Dozens of medical workers in rebel-controlled northwest Syria are protesting the decision to give President Bashar Assad’s government a seat on the executive board of the World Health Organization. They say Assad is responsible for the bombing of hospitals and clinics across the war-torn country.

The decision to give Syria a seat comes a decade after the country’s devastating civil war broke out that left untold numbers of civilians – including many healthcare workers – dead and injured.

Syria’s selection in a little-noticed session on Saturday of the WHO annual meeting – which brings together all member states of the United Nations health agency – sparked outrage in Idlib province , held by the opposition.

Rifaat Farhat, a senior health official in Idlib, says the decision “contradicts all international and humanitarian laws.”

Destruction at the entrance to a hospital in the village of Kafr Nabl, in the south of the Syrian province of Idlib, held by the jihadists, on May 5, 2019, was reportedly struck by Russian airstrikes. (OMAR HAJ KADOUR / AFP)

Syria was among 12 WHO Member States that were chosen to nominate new members to the 34-member board in an Assembly vote that faced no debate or opposition .

Syria will occupy the seat of the next session of the executive council, which begins on Wednesday.

The revelation was highlighted by advocacy group UN Watch, which is keeping an eye out for perceived hypocrisies and other shortcomings of the global body and its affiliates like the WHO.

The WHO Council is largely a technical group whose role is to execute decisions and advise the assembly, which is made up of all WHO Member States and has been meeting since May 24.

The war in Syria has claimed half a million lives and driven millions of people out of the country since the conflict erupted in 2011. Investigators working for the UN’s main human rights body and International defense groups have reported that the Assad government and its allies – like Russia and Iran – have been responsible for destroying health facilities amid years of fighting.

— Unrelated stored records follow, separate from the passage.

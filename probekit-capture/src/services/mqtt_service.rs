use std::future::Future;
use std::time::Duration;

use async_trait::async_trait;
use rumqttc::{AsyncClient, ConnectReturnCode, ConnectionError, Event, EventLoop, MqttOptions, Packet, Publish, QoS};
use time::OffsetDateTime;
use tokio::time::{sleep_until, Instant};
use uuid::Uuid;

use crate::configs::{Mqtt, RecordSink};
use crate::errors::SubscribeError;
use crate::models::{MqttRecord, Payload, Record};

const REQUEST_CHANNEL_CAPACITY: usize = 10;

#[derive(Debug, Clone, Copy, PartialEq, Eq)]
pub enum ConnectionState {
    Disconnected,
    Connected,
}

#[derive(Debug, Clone, Copy, PartialEq, Eq)]
pub enum StopReason {
    BudgetElapsed,
    ConnectionLost,
    Interrupted,
}

#[derive(Debug, Clone, Copy, PartialEq, Eq)]
pub struct SubscribeSummary {
    pub records: usize,
    pub reason: StopReason,
}

/// Where broker notifications come from; the rumqttc event loop in production.
#[async_trait]
pub trait EventSource: Send {
    async fn next_event(&mut self) -> Result<Event, ConnectionError>;
}

#[async_trait]
impl EventSource for EventLoop {
    async fn next_event(&mut self) -> Result<Event, ConnectionError> {
        self.poll().await
    }
}

/// Owns the source across the await so the pending poll can outlive a cycle.
async fn next_event<S: EventSource>(mut source: S) -> (S, Result<Event, ConnectionError>) {
    let polled = source.next_event().await;
    (source, polled)
}

/// Persists every message published on the subscribed filter.
pub struct MqttSubscriber {
    state: ConnectionState,
    sink: RecordSink,
    records: usize,
}

impl MqttSubscriber {
    pub fn new(sink: RecordSink) -> Self {
        Self {
            state: ConnectionState::Disconnected,
            sink,
            records: 0,
        }
    }

    pub fn state(&self) -> ConnectionState {
        self.state
    }

    pub fn records(&self) -> usize {
        self.records
    }

    /// Connects with a fresh session and listens until the budget elapses,
    /// the connection drops, or `shutdown` resolves.
    pub async fn run<F>(self, settings: &Mqtt, shutdown: F) -> Result<SubscribeSummary, SubscribeError>
        where
            F: Future<Output = ()>,
    {
        let client_id = settings
            .client_id
            .clone()
            .unwrap_or_else(|| Uuid::new_v4().to_string());
        tracing::info!("client id {}", client_id);
        tracing::info!("connecting to {}:{}", settings.host, settings.port);

        let mut options = MqttOptions::new(client_id, &settings.host, settings.port);
        options.set_keep_alive(settings.keep_alive());

        let (client, event_loop) = AsyncClient::new(options, REQUEST_CHANNEL_CAPACITY);
        client.subscribe(&settings.topic, QoS::AtMostOnce).await?;

        self.listen(event_loop, settings.listen_budget(), settings.poll_interval(), shutdown).await
    }

    /// Drives `source` in processing cycles of `poll_interval`. The budget is
    /// checked between cycles, so the run may overshoot it by one cycle.
    ///
    /// A poll still pending at a cycle boundary carries over into the next
    /// cycle, so a slow connect handshake is never restarted.
    pub async fn listen<S, F>(
        mut self,
        source: S,
        budget: Duration,
        poll_interval: Duration,
        shutdown: F,
    ) -> Result<SubscribeSummary, SubscribeError>
        where
            S: EventSource,
            F: Future<Output = ()>,
    {
        let started = Instant::now();
        tokio::pin!(shutdown);

        let polling = next_event(source);
        tokio::pin!(polling);

        loop {
            if started.elapsed() >= budget {
                tracing::info!("time limit reached, exiting");
                return Ok(self.summary(StopReason::BudgetElapsed));
            }
            tracing::debug!("still running, {} records so far", self.records);

            let cycle_end = Instant::now() + poll_interval;
            loop {
                tokio::select! {
                    _ = &mut shutdown => {
                        tracing::info!("interrupted, exiting");
                        return Ok(self.summary(StopReason::Interrupted));
                    }
                    _ = sleep_until(cycle_end) => break,
                    (source, polled) = &mut polling => {
                        match polled {
                            Ok(event) => self.handle_event(&event)?,
                            Err(e) => {
                                let reason = self.handle_error(e)?;
                                return Ok(self.summary(reason));
                            }
                        }
                        polling.set(next_event(source));
                    }
                }
            }
        }
    }

    /// Feeds one notification through the connection state machine.
    pub fn handle_event(&mut self, event: &Event) -> Result<(), SubscribeError> {
        match event {
            Event::Incoming(Packet::ConnAck(ack)) => {
                if ack.code != ConnectReturnCode::Success {
                    return Err(SubscribeError::ConnectRejected(ack.code));
                }
                self.state = ConnectionState::Connected;
                tracing::info!("connected to broker");
            }
            Event::Incoming(Packet::Publish(publish)) => match self.state {
                ConnectionState::Connected => self.persist(publish)?,
                ConnectionState::Disconnected => {
                    tracing::warn!("dropping message on {} received before connection acknowledgment", publish.topic);
                }
            },
            Event::Incoming(Packet::SubAck(ack)) => {
                tracing::debug!("subscription acknowledged: {:?}", ack.return_codes);
            }
            _ => {}
        }

        Ok(())
    }

    /// Classifies an event-loop failure: fatal before the session is up, a
    /// graceful stop once it was.
    pub fn handle_error(&mut self, error: ConnectionError) -> Result<StopReason, SubscribeError> {
        match (self.state, error) {
            (_, ConnectionError::ConnectionRefused(code)) => Err(SubscribeError::ConnectRejected(code)),
            (ConnectionState::Disconnected, e) => Err(SubscribeError::Connection(e)),
            (ConnectionState::Connected, e) => {
                self.state = ConnectionState::Disconnected;
                tracing::warn!("connection lost: {}", e);
                Ok(StopReason::ConnectionLost)
            }
        }
    }

    fn persist(&mut self, publish: &Publish) -> Result<(), SubscribeError> {
        let record = MqttRecord {
            observed_at: OffsetDateTime::now_utc(),
            topic: publish.topic.clone(),
            payload: Payload::from(&publish.payload[..]),
            qos: publish.qos as u8,
            retain: publish.retain,
        };
        tracing::info!(
            topic = %record.topic,
            qos = record.qos,
            retain = record.retain,
            "new message: {:?}",
            record.payload
        );

        self.sink.append(Record::MqttMessage(record))?;
        self.records += 1;

        Ok(())
    }

    fn summary(&self, reason: StopReason) -> SubscribeSummary {
        SubscribeSummary { records: self.records, reason }
    }
}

The regime is also accused of using chemical weapons on civilians, including children.

Hundreds of medical facilities have been bombed, mainly in government airstrikes; half of hospitals and health centers function only partially or not at all, while 70% of medical staff have fled the country.

A WHO emergency appeal for Syria launched in March said that at least 12.4 million people were in need of assistance in Syria, and that “the infrastructure of essential health services such as hospitals and health care centers are in poor condition ”.

At the end of December, he said, only half of the public hospitals assessed in the country were fully operational. Almost half of Syrian health workers have left the country.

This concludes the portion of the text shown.